Show Feature Labels Checkbox
Features can have labels associated with them. See the Features drawer instructions for details to set them up. However, they can clutter a map. Turn them on or off depending on if you want to see them via this checkbox.
Hide Objs w/Tags
Shapes, features, and labels can all have tags added to them. For example, you could set map borders as “politiical” and geographic features as “geographic” and roads as “infrastructure”. Once that prep work is done, you can then hide any objects with a given tag by entering that tag here.
Show Objs w/Tags
Entering any value here will hide all tagged map object except for those that have the tag you enter in this field.
Show Grid Checkbox and Gear Button
If selected, the map’s grid will display. The Gear button opens a dialog to let you configure the grid. See the Configuration Windows page for an explanation of it
Show Numbering Checkbox and Gear Button
If selected, numbers will appear in each tile. The Gear button opens a dialog to let you configure the numbering scheme. See the Configuration Windows page for an explanation of it
The Layers Drawer allows you to configure which map features appear above or below others. You can also turn them on or off to hide groups of features. To assign a feature, shape, or label to a specific map layer, look for the “Layer” control on the matching drawer (ex: the Features drawer for a feature). Select the map object, then use that Layer control to move it to the layer you want to use.
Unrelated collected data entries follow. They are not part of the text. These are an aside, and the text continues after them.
//! Offline payout table generator
//!
//! Builds the per-reel-count lookup tables from the reference rules, writes
//! them as a bincode artefact the server loads via `tables.artefact_path`,
//! and prints fast-path coverage for each reel count.

use clap::Parser;
use reelvault::{
    payouts::{PayoutClassifier, PayoutTables},
    ConfigLoader, SlotResult,
};
use std::path::PathBuf;
use tracing_subscriber::EnvFilter;

#[derive(Parser)]
#[command(name = "generate_payout_tables")]
#[command(about = "Generate the payout lookup table artefact")]
struct Args {
    /// Output artefact path
    #[arg(short, long, default_value = "payout_tables.bin")]
    output: PathBuf,

    /// Configuration file supplying the table limits
    #[arg(short, long)]
    config: Option<PathBuf>,

    /// Print coverage only
    #[arg(long)]
    dry_run: bool,
}

fn main() -> SlotResult<()> {
    tracing_subscriber::fmt()
        .with_env_filter(EnvFilter::try_from_default_env().unwrap_or_else(|_| "reelvault=info".into()))
        .init();

    let args = Args::parse();
    let loader = match args.config {
        Some(ref path) => ConfigLoader::new().with_path(path),
        None => ConfigLoader::new(),
    };
    let mut table_config = loader.load()?.tables;
    // the artefact is generated, never read, here
    table_config.artefact_path = None;

    let (tables, reports) = PayoutTables::generate_with_report(&table_config)?;

    println!(
        "{:>5} {:>8} {:>8} {:>8} {:>10} {:>10}  shards",
        "reels", "combos", "certain", "stored", "fast-path", "tentative"
    );
    for report in &reports {
        println!(
            "{:>5} {:>8} {:>8} {:>8} {:>9.2}% {:>9.2}%  {:?}",
            report.reel_count,
            report.combinations,
            report.certain,
            report.stored,
            report.certain_share() * 100.0,
            report.tentative_accuracy() * 100.0,
            report.shard_sizes
        );
    }

    if args.dry_run {
        return Ok(());
    }

    tables.save(&args.output)?;
    // read it back through the same validation the server applies
    let reloaded = PayoutTables::load(&args.output, &table_config)?;
    let classifier = PayoutClassifier::new(reloaded);
    println!(
        "Wrote {} ({} tables, {} stored entries)",
        args.output.display(),
        classifier.tables().tables().len(),
        classifier.tables().tables().iter().map(|t| t.len()).sum::<usize>()
    );

    Ok(())
}
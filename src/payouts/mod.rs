//! Payout classification
//!
//! A spin's reels are encoded as a [`Combination`] and classified into a
//! [`PayoutTier`]. Classification runs the closed-form [`fast_path`] first and
//! consults the per-reel-count lookup [`table`] only for combinations the
//! fast path defers. The tables are generated from the [`reference`] rules.

pub mod classifier;
pub mod fast_path;
pub mod reference;
pub mod table;
pub mod types;

pub use classifier::{Classification, PayoutClassifier, Resolution};
pub use fast_path::FastPath;
pub use table::{CoverageReport, LookupShard, PayoutTable, PayoutTables};
pub use types::{check_reel_count, Combination, PayoutTier, Symbol, SymbolCounts};

/// Fewest reels a spin may use
pub const MIN_REELS: u8 = 3;

/// Most reels a spin may use
pub const MAX_REELS: u8 = 7;

/// Range chunks the 7-reel table is split into
pub const SEVEN_REEL_CHUNKS: usize = 8;

/// Distinct reel symbols
pub const SYMBOL_COUNT: u8 = 6;
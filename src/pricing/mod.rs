//! Spin pricing
//!
//! [`oracle`] validates external USD quotes; [`calculator`] turns them into
//! the credit cost of a spin.

pub mod calculator;
pub mod oracle;

pub use calculator::{PricingCalculator, SpinCost};
pub use oracle::{PriceOracle, PriceQuote, StaticPriceFeed, PRICE_DECIMALS};
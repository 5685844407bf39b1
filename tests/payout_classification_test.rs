//! Exhaustive agreement of the settlement classifier with the reference rules

use reelvault::payouts::{
    fast_path::{self, FastPath},
    reference, Combination, PayoutClassifier, PayoutTier, Resolution, MAX_REELS, MIN_REELS,
};
use reelvault::config::TableConfig;
use reelvault::payouts::PayoutTables;
use std::collections::BTreeMap;

fn classifier() -> &'static PayoutClassifier {
    PayoutClassifier::shared().unwrap()
}

#[test]
fn test_every_combination_matches_reference() {
    for reel_count in MIN_REELS..=MAX_REELS {
        let mut mismatches = Vec::new();
        for combination in Combination::all(reel_count) {
            let expected = reference::classify(&combination.counts());
            let actual = classifier().classify_combination(&combination).tier;
            if expected != actual {
                mismatches.push((combination.value(), expected, actual));
            }
        }
        assert!(
            mismatches.is_empty(),
            "{} reels: {} mismatches, first {:?}",
            reel_count,
            mismatches.len(),
            mismatches.first()
        );
    }
}

#[test]
fn test_paths_are_exclusive_and_exhaustive() {
    for reel_count in MIN_REELS..=MAX_REELS {
        let table = classifier().tables().table(reel_count).unwrap();
        let mut fast = 0usize;
        let mut deferred = 0usize;

        for combination in Combination::all(reel_count) {
            let classification = classifier().classify_combination(&combination);
            match fast_path::evaluate(&combination.counts()) {
                FastPath::Certain(tier) => {
                    fast += 1;
                    assert_eq!(classification.resolution, Resolution::FastPath);
                    assert_eq!(classification.tier, tier);
                    // certain combinations never occupy table space
                    assert_eq!(table.lookup(combination.value()), None);
                }
                FastPath::Deferred => {
                    deferred += 1;
                    assert!(matches!(classification.resolution, Resolution::Table { .. }));
                }
            }
        }

        let total = 6usize.pow(reel_count as u32);
        assert_eq!(fast + deferred, total);
        assert!(table.len() <= deferred);
    }
}

#[test]
fn test_numeric_entry_point_validates_input() {
    assert_eq!(classifier().classify(3, 333).unwrap(), PayoutTier::BigWin);
    assert_eq!(classifier().classify(3, 666).unwrap(), PayoutTier::Jackpot);
    assert_eq!(classifier().classify(3, 551).unwrap(), PayoutTier::SpecialCombo);
    assert_eq!(classifier().classify(4, 1234).unwrap(), PayoutTier::Lose);

    assert!(classifier().classify(2, 11).is_err());
    assert!(classifier().classify(8, 11_111_111).is_err());
    assert!(classifier().classify(3, 370).is_err());
    assert!(classifier().classify(3, 1234).is_err());
}

#[test]
fn test_coverage_report_matches_enumeration() {
    let (_, reports) = PayoutTables::generate_with_report(&TableConfig::default()).unwrap();

    for report in &reports {
        let mut tiers: BTreeMap<PayoutTier, usize> = BTreeMap::new();
        let mut certain = 0usize;
        let mut tentative_right = 0usize;

        for combination in Combination::all(report.reel_count) {
            let counts = combination.counts();
            let tier = reference::classify(&counts);
            let fast = fast_path::evaluate(&counts);
            *tiers.entry(tier).or_insert(0) += 1;
            if fast.is_certain() {
                certain += 1;
            }
            if fast.tentative() == tier {
                tentative_right += 1;
            }
        }

        assert_eq!(report.combinations, tiers.values().sum::<usize>());
        assert_eq!(report.certain, certain);
        assert_eq!(report.certain + report.deferred_lose, tentative_right);
        assert_eq!(report.stored, report.combinations - tentative_right);
        assert_eq!(report.shard_sizes.iter().sum::<usize>(), report.stored);
        assert!(tiers.contains_key(&PayoutTier::Jackpot));
    }
}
Here is what the Layers Drawer looks like:
Add Above Selected
This button adds a new layer above whichever layer is currently selected. It will prompt you for a name of the new layer. If no layer is selected, the new layer appears at the top of the list.
Removes the selected layer from the list and from the layers of this map, after prompting you for confirmation. Note: Any map objects on that layer are also deleted.
Turn layers on or off (don’t display them) via these checkboxes.
You can click and drag a layer in the list to reorder it.